= Beginning of Section =
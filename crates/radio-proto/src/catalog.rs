//! Station catalog loaded from an M3U / extended-M3U playlist.
//!
//! Recognised lines:
//!
//! ```text
//! #EXTM3U                                   header, ignored
//! #EXTINF:-1 group-title="Jazz",Radio Swiss Jazz
//! #EXTGRP:Jazz                              group of the pending station
//! https://stream.srg-ssr.ch/m/rsj/mp3_128   station URL
//! ```
//!
//! Anything else starting with `#` is a comment.  A bare line becomes a
//! station only when it parses as a URL with both a scheme and a host.

use std::collections::BTreeMap;
use std::path::{Path, PathBuf};
use std::sync::OnceLock;

use regex::Regex;
use reqwest::Url;
use tracing::{debug, warn};

#[derive(Debug, thiserror::Error)]
pub enum CatalogError {
    #[error("cannot read playlist {path}: {source}")]
    Io {
        path: PathBuf,
        #[source]
        source: std::io::Error,
    },
}

#[derive(Debug, Clone, PartialEq, Default)]
pub struct Station {
    pub name: String,
    pub url: String,
    pub group: Option<String>,
    /// `key="value"` pairs from the `#EXTINF` line, e.g. `tvg-logo`.
    pub attributes: BTreeMap<String, String>,
}

/// Immutable list of stations.  Everything else refers to stations by index.
#[derive(Debug, Clone, Default)]
pub struct StationCatalog {
    stations: Vec<Station>,
}

impl StationCatalog {
    pub fn new(stations: Vec<Station>) -> Self {
        Self { stations }
    }

    pub fn load(path: &Path) -> Result<Self, CatalogError> {
        let bytes = std::fs::read(path).map_err(|source| CatalogError::Io {
            path: path.to_path_buf(),
            source,
        })?;
        let content = decode_text(bytes);
        Ok(Self::new(parse_m3u(&content)))
    }

    pub fn get(&self, idx: usize) -> Option<&Station> {
        self.stations.get(idx)
    }

    pub fn len(&self) -> usize {
        self.stations.len()
    }

    pub fn is_empty(&self) -> bool {
        self.stations.is_empty()
    }

    pub fn iter(&self) -> impl Iterator<Item = &Station> {
        self.stations.iter()
    }
}

/// UTF-8 with a Latin-1 fallback for legacy playlists.
fn decode_text(bytes: Vec<u8>) -> String {
    match String::from_utf8(bytes) {
        Ok(s) => s,
        Err(e) => e.into_bytes().iter().map(|&b| b as char).collect(),
    }
}

/// Pending `#EXTINF` data waiting for its URL line.
#[derive(Debug, Default)]
struct PendingEntry {
    name: Option<String>,
    group: Option<String>,
    attributes: BTreeMap<String, String>,
}

pub fn parse_m3u(content: &str) -> Vec<Station> {
    let mut stations = Vec::new();
    let mut pending = PendingEntry::default();

    for line in content.lines() {
        let line = line.trim().trim_start_matches('\u{feff}');
        if line.is_empty() {
            continue;
        }

        if let Some(rest) = line.strip_prefix("#EXTINF:") {
            if pending.name.is_some() {
                debug!("catalog: #EXTINF without URL discarded: {:?}", pending.name);
            }
            pending = parse_extinf(rest);
            continue;
        }

        if let Some(group) = line.strip_prefix("#EXTGRP:") {
            let group = group.trim();
            if !group.is_empty() {
                pending.group = Some(group.to_string());
            }
            continue;
        }

        if line.starts_with('#') {
            continue;
        }

        if !is_valid_station_url(line) {
            warn!("catalog: skipping invalid URL line {:?}", line);
            continue;
        }

        let entry = std::mem::take(&mut pending);
        let name = entry
            .name
            .unwrap_or_else(|| format!("Station {}", stations.len() + 1));
        stations.push(Station {
            name,
            url: line.to_string(),
            group: entry.group,
            attributes: entry.attributes,
        });
    }

    stations
}

/// Parse everything after `#EXTINF:`, shaped `<duration> key="value" ...,<title>`.
fn parse_extinf(rest: &str) -> PendingEntry {
    let Some(comma) = title_separator(rest) else {
        return PendingEntry {
            name: Some("Unknown Station".to_string()),
            ..PendingEntry::default()
        };
    };

    let head = &rest[..comma];
    let title = rest[comma + 1..].trim();

    let attributes: BTreeMap<String, String> = attribute_regex()
        .captures_iter(head)
        .map(|c| (c[1].to_ascii_lowercase(), c[2].to_string()))
        .collect();
    let group = attributes
        .get("group-title")
        .filter(|g| !g.is_empty())
        .cloned();

    PendingEntry {
        name: Some(if title.is_empty() {
            "Unknown Station".to_string()
        } else {
            title.to_string()
        }),
        group,
        attributes,
    }
}

/// Byte offset of the first comma outside double quotes.
fn title_separator(s: &str) -> Option<usize> {
    let mut in_quotes = false;
    for (i, c) in s.char_indices() {
        match c {
            '"' => in_quotes = !in_quotes,
            ',' if !in_quotes => return Some(i),
            _ => {}
        }
    }
    None
}

fn attribute_regex() -> &'static Regex {
    static RE: OnceLock<Regex> = OnceLock::new();
    RE.get_or_init(|| Regex::new(r#"([A-Za-z0-9_-]+)="([^"]*)""#).expect("static regex"))
}

/// A station URL needs both a scheme and a host.
pub fn is_valid_station_url(s: &str) -> bool {
    match Url::parse(s) {
        Ok(url) => !url.scheme().is_empty() && url.host_str().map_or(false, |h| !h.is_empty()),
        Err(_) => false,
    }
}

#[cfg(test)]
mod tests {
    use super::*;

    #[test]
    fn test_extended_playlist() {
        let content = "#EXTM3U\n\
            #EXTINF:-1 tvg-logo=\"http://x/logo.png\" group-title=\"Jazz\",Radio Swiss Jazz\n\
            https://stream.srg-ssr.ch/m/rsj/mp3_128\n\
            #EXTINF:0,Radio Paradise\n\
            #EXTGRP:Eclectic\n\
            http://stream.radioparadise.com/mp3-192\n";
        let stations = parse_m3u(content);
        assert_eq!(stations.len(), 2);
        assert_eq!(stations[0].name, "Radio Swiss Jazz");
        assert_eq!(stations[0].group.as_deref(), Some("Jazz"));
        assert_eq!(
            stations[0].attributes.get("tvg-logo").map(String::as_str),
            Some("http://x/logo.png")
        );
        assert_eq!(stations[1].name, "Radio Paradise");
        assert_eq!(stations[1].group.as_deref(), Some("Eclectic"));
    }

    #[test]
    fn test_positional_names() {
        let content = "http://a.example/stream\n#EXTINF:-1,Named\nhttp://b.example/\nhttp://c.example/live\n";
        let stations = parse_m3u(content);
        let names: Vec<&str> = stations.iter().map(|s| s.name.as_str()).collect();
        assert_eq!(names, vec!["Station 1", "Named", "Station 3"]);
    }

    #[test]
    fn test_invalid_urls_never_produce_stations() {
        let content = "#EXTINF:-1,Broken\nnot a url\nfile-without-scheme.mp3\nhttp://\nhttps://ok.example/s\n";
        let stations = parse_m3u(content);
        assert_eq!(stations.len(), 1);
        // The pending title survives the invalid lines and lands on the next valid URL.
        assert_eq!(stations[0].name, "Broken");
        for s in &stations {
            assert!(is_valid_station_url(&s.url));
        }
    }

    #[test]
    fn test_dangling_extinf_is_discarded() {
        let content = "#EXTINF:-1,First\n#EXTINF:-1,Second\nhttp://x.example/\n#EXTINF:-1,Orphan\n";
        let stations = parse_m3u(content);
        assert_eq!(stations.len(), 1);
        assert_eq!(stations[0].name, "Second");
    }

    #[test]
    fn test_comma_inside_quoted_attribute() {
        let content = "#EXTINF:-1 tvg-name=\"Rock, Pop\",Hits FM\nhttp://hits.example/\n";
        let stations = parse_m3u(content);
        assert_eq!(stations[0].name, "Hits FM");
        assert_eq!(
            stations[0].attributes.get("tvg-name").map(String::as_str),
            Some("Rock, Pop")
        );
    }

    #[test]
    fn test_malformed_extinf_named_unknown() {
        let stations = parse_m3u("#EXTINF:-1 no comma here\nhttp://x.example/\n");
        assert_eq!(stations[0].name, "Unknown Station");
    }

    #[test]
    fn test_load_latin1_file() {
        let dir = tempfile::tempdir().unwrap();
        let path = dir.path().join("radios.m3u");
        let mut bytes = b"#EXTINF:-1,Radio Fran".to_vec();
        bytes.push(0xE7); // 'ç' in Latin-1
        bytes.extend_from_slice(b"aise\nhttp://fr.example/live\n");
        std::fs::write(&path, bytes).unwrap();

        let catalog = StationCatalog::load(&path).unwrap();
        assert_eq!(catalog.len(), 1);
        assert_eq!(catalog.get(0).unwrap().name, "Radio Française");
    }

    #[test]
    fn test_load_missing_file() {
        let err = StationCatalog::load(Path::new("/definitely/not/here.m3u")).unwrap_err();
        assert!(err.to_string().contains("not/here.m3u"));
    }
}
= End of Section =
**Instructions for the task**:
Please tally the lines in the data above containing the string "attributes", and give the number alone.

**Solution to the exercise**:
8